カンドンベ以外では、フランシスコ・カナロがタンゴン(ミロンガ+ルンバといった感じ)など、カナロ楽団出身のマリアーノ・モーレスがバイアンゴ(バイオン+タンゴ)など、いくつかの新しい音楽形式を発表したが、これは単なる思いつきというか企画倒れの感もあり、それなりの面白さはあっても、新しい形式としての必然性を感じるところまではいかない。実際のところ、ほかには普及することなく終っている。そうした一連の作品と一線を画するものとして、アストル・ピアソラが1951年に発表した「タングアンゴ」を挙げておこう。この曲は当時アニバル・トロイロ楽団とオスバルド・フレセド楽団が録音している。トロイロ楽団のレコード(SP盤)に表記された形式名は“ヌエボ・リトゥモ・パラ・トーダ・オルケスタ”(すべての楽団のための新しいリズム)となっていた。
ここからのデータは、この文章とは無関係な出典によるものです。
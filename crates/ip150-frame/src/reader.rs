use std::io::{ErrorKind, Read};
use std::net::TcpStream;

use bytes::BytesMut;

use crate::error::{FrameError, Result};
use crate::packet::{decode_packet, CodecConfig, Packet};

const INITIAL_BUFFER_CAPACITY: usize = 4 * 1024;
const READ_CHUNK_SIZE: usize = 4 * 1024;

/// Reads complete packets from any `Read` stream.
///
/// Handles partial reads internally, so callers always get complete packets.
pub struct PacketReader<T> {
    inner: T,
    buf: BytesMut,
    config: CodecConfig,
}

impl<T: Read> PacketReader<T> {
    /// Create a new packet reader with default configuration.
    pub fn new(inner: T) -> Self {
        Self::with_config(inner, CodecConfig::default())
    }

    /// Create a new packet reader with explicit configuration.
    pub fn with_config(inner: T, config: CodecConfig) -> Self {
        Self {
            inner,
            buf: BytesMut::with_capacity(INITIAL_BUFFER_CAPACITY),
            config,
        }
    }

    /// Read the next complete packet (blocking).
    ///
    /// Returns `Err(FrameError::ConnectionClosed)` when EOF is reached.
    pub fn read_packet(&mut self) -> Result<Packet> {
        loop {
            if let Some(packet) = decode_packet(&mut self.buf, self.config.max_payload_size)? {
                return Ok(packet);
            }

            let mut chunk = [0u8; READ_CHUNK_SIZE];
            let read = match self.inner.read(&mut chunk) {
                Ok(n) => n,
                Err(err) if err.kind() == ErrorKind::Interrupted => continue,
                Err(err) => return Err(FrameError::Io(err)),
            };

            if read == 0 {
                return Err(FrameError::ConnectionClosed);
            }

            self.buf.extend_from_slice(&chunk[..read]);
        }
    }

    /// Borrow the underlying stream.
    pub fn get_ref(&self) -> &T {
        &self.inner
    }

    /// Mutably borrow the underlying stream.
    pub fn get_mut(&mut self) -> &mut T {
        &mut self.inner
    }

    /// Consume the reader and return the inner stream.
    pub fn into_inner(self) -> T {
        self.inner
    }

    /// Current packet reader configuration.
    pub fn config(&self) -> &CodecConfig {
        &self.config
    }
}

impl PacketReader<TcpStream> {
    /// Create a packet reader for a TCP stream and apply the read timeout from config.
    pub fn with_config_tcp(inner: TcpStream, config: CodecConfig) -> Result<Self> {
        inner.set_read_timeout(config.read_timeout)?;
        Ok(Self::with_config(inner, config))
    }
}
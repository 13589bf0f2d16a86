#![cfg(feature = "cli")]

use std::process::{Command, Output};

use ip150_frame::{parse_packet, HeaderCommand, PartitionCommandKind};

fn ip150(args: &[&str]) -> Output {
    Command::new(env!("CARGO_BIN_EXE_ip150"))
        .args(["--log-level", "error"])
        .args(args)
        .output()
        .expect("ip150 should run")
}

fn json(output: &Output) -> serde_json::Value {
    serde_json::from_slice(&output.stdout).expect("stdout should be json")
}

#[test]
fn eprom_read_outputs_framed_request() {
    let output = ip150(&[
        "--format",
        "json",
        "eprom-read",
        "--address",
        "0x00F0",
        "--length",
        "16",
        "--header-command",
        "connect",
    ]);
    assert!(output.status.success(), "stderr: {}", String::from_utf8_lossy(&output.stderr));

    let out = json(&output);
    assert_eq!(out["wire_size"], 24);
    assert_eq!(out["command"], 0xF0);
    assert_eq!(out["payload"], "08500000F0001058");
    assert_eq!(out["checksum_valid"], true);
}

#[test]
fn raw_output_is_decodable() {
    let output = ip150(&[
        "--format",
        "raw",
        "partition",
        "--partition",
        "3",
        "--command",
        "beep",
    ]);
    assert!(output.status.success());

    let packet = parse_packet(&output.stdout).expect("raw output should be a packet");
    assert_eq!(packet.header().header_command(), Some(HeaderCommand::SerialPassthrough));
    assert_eq!(packet.payload()[7], PartitionCommandKind::Beep.value() << 4);
    assert!(packet.checksum_valid());
}

#[test]
fn decode_round_trips_built_packet() {
    let built = ip150(&["--format", "json", "ram-read", "--address", "16", "--length", "4"]);
    assert!(built.status.success());
    let wire = json(&built)["wire"].as_str().expect("wire hex").to_string();

    let decoded = ip150(&["--format", "json", "decode", &wire]);
    assert!(decoded.status.success());
    let out = json(&decoded);
    assert_eq!(out["payload"], "08508000100004EC");
    assert_eq!(out["checksum_valid"], true);
}

#[test]
fn invalid_length_exits_with_usage_code() {
    let output = ip150(&["ram-read", "--address", "0", "--length", "0"]);
    assert_eq!(output.status.code(), Some(64));
    assert!(String::from_utf8_lossy(&output.stderr).contains("invalid memory request"));
}

#[test]
fn unknown_partition_command_exits_with_usage_code() {
    let output = ip150(&["partition", "--partition", "1", "--command", "FOO"]);
    assert_eq!(output.status.code(), Some(64));
}

#[test]
fn malformed_packet_exits_with_data_invalid() {
    let output = ip150(&["decode", "5508000408F0000001000000000000000000"]);
    assert_eq!(output.status.code(), Some(60));
}
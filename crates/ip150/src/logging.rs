use clap::ValueEnum;
use tracing::level_filters::LevelFilter;

#[derive(Copy, Clone, Debug, PartialEq, Eq, ValueEnum)]
pub enum LogFormat {
    Text,
    Json,
}

#[derive(Copy, Clone, Debug, PartialEq, Eq, ValueEnum)]
pub enum LogLevel {
    Error,
    Warn,
    Info,
    Debug,
    Trace,
}

impl From<LogLevel> for LevelFilter {
    fn from(level: LogLevel) -> Self {
        match level {
            LogLevel::Error => LevelFilter::ERROR,
            LogLevel::Warn => LevelFilter::WARN,
            LogLevel::Info => LevelFilter::INFO,
            LogLevel::Debug => LevelFilter::DEBUG,
            LogLevel::Trace => LevelFilter::TRACE,
        }
    }
}

/// Install the stderr subscriber. Codec debug events (packet sizes, opcodes)
/// show up from `--log-level debug`.
pub fn init_logging(format: LogFormat, level: LogLevel) {
    let builder = tracing_subscriber::fmt()
        .with_writer(std::io::stderr)
        .with_max_level(LevelFilter::from(level))
        .with_ansi(false)
        .with_target(false);

    match format {
        LogFormat::Text => {
            let _ = builder.try_init();
        }
        LogFormat::Json => {
            let _ = builder.json().try_init();
        }
    }
}
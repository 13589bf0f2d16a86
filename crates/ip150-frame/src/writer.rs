use std::io::{ErrorKind, Write};
use std::net::TcpStream;

use bytes::BytesMut;

use crate::error::{FrameError, Result};
use crate::packet::{CodecConfig, Packet};

const INITIAL_BUFFER_CAPACITY: usize = 1024;

/// Writes complete packets to any `Write` stream.
pub struct PacketWriter<T> {
    inner: T,
    buf: BytesMut,
    config: CodecConfig,
}

impl<T: Write> PacketWriter<T> {
    /// Create a new packet writer with default configuration.
    pub fn new(inner: T) -> Self {
        Self::with_config(inner, CodecConfig::default())
    }

    /// Create a new packet writer with explicit configuration.
    pub fn with_config(inner: T, config: CodecConfig) -> Self {
        Self {
            inner,
            buf: BytesMut::with_capacity(INITIAL_BUFFER_CAPACITY),
            config,
        }
    }

    /// Write a complete packet (blocking).
    pub fn write_packet(&mut self, packet: &Packet) -> Result<()> {
        if packet.payload().len() > self.config.max_payload_size {
            return Err(FrameError::PayloadTooLarge {
                size: packet.payload().len(),
                max: self.config.max_payload_size,
            });
        }

        self.buf.clear();
        packet.encode(&mut self.buf);

        let mut offset = 0usize;
        while offset < self.buf.len() {
            match self.inner.write(&self.buf[offset..]) {
                Ok(0) => return Err(FrameError::ConnectionClosed),
                Ok(n) => offset += n,
                Err(err) if err.kind() == ErrorKind::Interrupted => continue,
                Err(err) => return Err(FrameError::Io(err)),
            }
        }

        self.flush()
    }

    /// Flush the underlying stream.
    pub fn flush(&mut self) -> Result<()> {
        loop {
            match self.inner.flush() {
                Ok(()) => return Ok(()),
                Err(err) if err.kind() == ErrorKind::Interrupted => continue,
                Err(err) => return Err(FrameError::Io(err)),
            }
        }
    }

    /// Borrow the underlying stream.
    pub fn get_ref(&self) -> &T {
        &self.inner
    }

    /// Mutably borrow the underlying stream.
    pub fn get_mut(&mut self) -> &mut T {
        &mut self.inner
    }

    /// Consume the writer and return the inner stream.
    pub fn into_inner(self) -> T {
        self.inner
    }

    /// Current packet writer configuration.
    pub fn config(&self) -> &CodecConfig {
        &self.config
    }
}

impl PacketWriter<TcpStream> {
    /// Create a packet writer for a TCP stream and apply the write timeout from config.
    pub fn with_config_tcp(inner: TcpStream, config: CodecConfig) -> Result<Self> {
        inner.set_write_timeout(config.write_timeout)?;
        Ok(Self::with_config(inner, config))
    }
}
use crate::commands;
use crate::state::AppState;
use axum::{
    routing::{get, post},
    Router,
};

pub fn router() -> Router<AppState> {
    Router::new()
        // Places
        .route("/api/places", get(commands::place::get_places))
        .route("/api/places/create", post(commands::place::create_place))
        .route("/api/places/delete/:id", post(commands::place::delete_place))
        // Discounts
        .route("/api/discounts", get(commands::discount::get_discounts))
        .route("/api/discounts/create", post(commands::discount::create_discount))
        .route(
            "/api/discounts/delete/:id",
            post(commands::discount::delete_discount),
        )
        // Branches
        .route("/api/branches", get(commands::branch::get_branches))
        .route("/api/branches/create", post(commands::branch::create_branch))
        .route("/api/branches/delete/:id", post(commands::branch::delete_branch))
}
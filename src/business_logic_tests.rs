#[cfg(test)]
mod tests {
    use crate::commands::utils::{
        capture_url, cost_per_lead, format_otp, is_valid_phone, is_valid_pincode, parse_date_safe,
        qr_image_url, repeat_rate,
    };
    use chrono::NaiveDate;

    #[test]
    fn test_phone_validation() {
        assert!(is_valid_phone("9876543210"));
        assert!(!is_valid_phone("987654321")); // 9 digits
        assert!(!is_valid_phone("98765432100")); // 11 digits
        assert!(!is_valid_phone("98765abc10"));
        assert!(!is_valid_phone(""));
        // Separators are not accepted; the form strips them client-side.
        assert!(!is_valid_phone("98765-4321"));
    }

    #[test]
    fn test_pincode_validation() {
        assert!(is_valid_pincode("560034"));
        assert!(!is_valid_pincode("56003"));
        assert!(!is_valid_pincode("5600345"));
        assert!(!is_valid_pincode("56OO34"));
    }

    #[test]
    fn test_date_parsing() {
        assert_eq!(
            parse_date_safe("2023-10-27"),
            Some(NaiveDate::from_ymd_opt(2023, 10, 27).unwrap())
        );
        assert_eq!(
            parse_date_safe("20231027"),
            Some(NaiveDate::from_ymd_opt(2023, 10, 27).unwrap())
        );
        assert_eq!(parse_date_safe("invalid"), None);
        assert_eq!(parse_date_safe(""), None);
    }

    #[test]
    fn test_capture_url_builds_qr_target() {
        let url = capture_url("http://localhost:3000", "CAM-AB12CD34", "SRC-9F3A21BC");
        assert_eq!(
            url,
            "http://localhost:3000/campaign/CAM-AB12CD34?sourceId=SRC-9F3A21BC"
        );
        // Trailing slash on the site URL must not double up.
        let url2 = capture_url("http://localhost:3000/", "CAM-AB12CD34", "SRC-9F3A21BC");
        assert_eq!(url, url2);
    }

    #[test]
    fn test_qr_image_url_encodes_target() {
        let img = qr_image_url("http://localhost:3000/campaign/CAM-1?sourceId=SRC-2");
        assert!(img.starts_with("https://api.qrserver.com/v1/create-qr-code/?data="));
        // The embedded URL must be percent-encoded.
        assert!(!img.contains("?sourceId"));
        assert!(img.contains("%3FsourceId%3DSRC%2D2"));
        assert!(img.ends_with("&size=256x256&bgcolor=ffffff"));
    }

    #[test]
    fn test_otp_formatting() {
        assert_eq!(format_otp(0), "000000");
        assert_eq!(format_otp(42), "000042");
        assert_eq!(format_otp(999_999), "999999");
        // Out-of-range inputs wrap into the 6-digit space.
        assert_eq!(format_otp(1_000_001), "000001");
    }

    #[test]
    fn test_cost_per_lead() {
        assert_eq!(cost_per_lead(5000, 100), Some(50.0));
        assert_eq!(cost_per_lead(5000, 3), Some(5000.0 / 3.0));
        // Undefined until the place produces a lead.
        assert_eq!(cost_per_lead(5000, 0), None);
        assert_eq!(cost_per_lead(0, 10), Some(0.0));
    }

    #[test]
    fn test_repeat_rate() {
        assert_eq!(repeat_rate(0, 0), 0.0);
        assert_eq!(repeat_rate(200, 50), 25.0);
        assert_eq!(repeat_rate(3, 1), 1.0 / 3.0 * 100.0);
    }
}
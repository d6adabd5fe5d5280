use chrono::NaiveDate;
use percent_encoding::{utf8_percent_encode, NON_ALPHANUMERIC};

/// Accepts "YYYY-MM-DD" and "YYYYMMDD"; anything else becomes None.
pub fn parse_date_safe(s: &str) -> Option<NaiveDate> {
    if s.is_empty() {
        return None;
    }
    NaiveDate::parse_from_str(s, "%Y-%m-%d")
        .or_else(|_| NaiveDate::parse_from_str(s, "%Y%m%d"))
        .ok()
}

/// Customer phone numbers are exactly 10 digits.
pub fn is_valid_phone(phone: &str) -> bool {
    phone.len() == 10 && phone.bytes().all(|b| b.is_ascii_digit())
}

/// Indian postal pincodes are exactly 6 digits.
pub fn is_valid_pincode(pincode: &str) -> bool {
    pincode.len() == 6 && pincode.bytes().all(|b| b.is_ascii_digit())
}

/// The lead-capture URL a printed QR code points at.
pub fn capture_url(site_url: &str, campaign_id: &str, source_id: &str) -> String {
    format!(
        "{}/campaign/{}?sourceId={}",
        site_url.trim_end_matches('/'),
        campaign_id,
        source_id
    )
}

/// External QR image for the capture URL. Rendering QR codes ourselves is out
/// of scope; printed material links the same generator the frontend used.
pub fn qr_image_url(capture_url: &str) -> String {
    format!(
        "https://api.qrserver.com/v1/create-qr-code/?data={}&size=256x256&bgcolor=ffffff",
        utf8_percent_encode(capture_url, NON_ALPHANUMERIC)
    )
}

pub fn format_otp(n: u32) -> String {
    format!("{:06}", n % 1_000_000)
}

/// Monthly placement cost divided by leads captured there. None until the
/// place has produced at least one lead.
pub fn cost_per_lead(monthly_cost: i32, leads: i64) -> Option<f64> {
    if leads > 0 {
        Some(monthly_cost as f64 / leads as f64)
    } else {
        None
    }
}

pub fn repeat_rate(total_customers: i64, repeat_customers: i64) -> f64 {
    if total_customers > 0 {
        repeat_customers as f64 / total_customers as f64 * 100.0
    } else {
        0.0
    }
}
フレセド楽団のレコードでの表記は未確認だが、資料によれば単に“ヌエボ・リトゥモ”(新しいリズム)と書かれていたようだ。ピアソラがこの形式名を用いたのはこの異色作のみだが、<「タンゴ」その3>でもご紹介したように、この曲には後にピアソラのトレードマークとなる3-3-2のリズムが大々的に使われていた。ピアソラは、その後の多くの作品に於いて3-3-2のリズムを曲の要所要所で使うようになるのだが、全体をそのリズムで押し切るという作り方はせず、タンゴの基本である4ビートなどとうまく組み合わせることによって、より効果的なアプローチを見せるようになったわけである。それが「タングアンゴ」ではほぼ全編がそのリズムで構成されていて、しかもそれがパーカッションによって強調されていたところが、実験作たる所以(ゆえん)である。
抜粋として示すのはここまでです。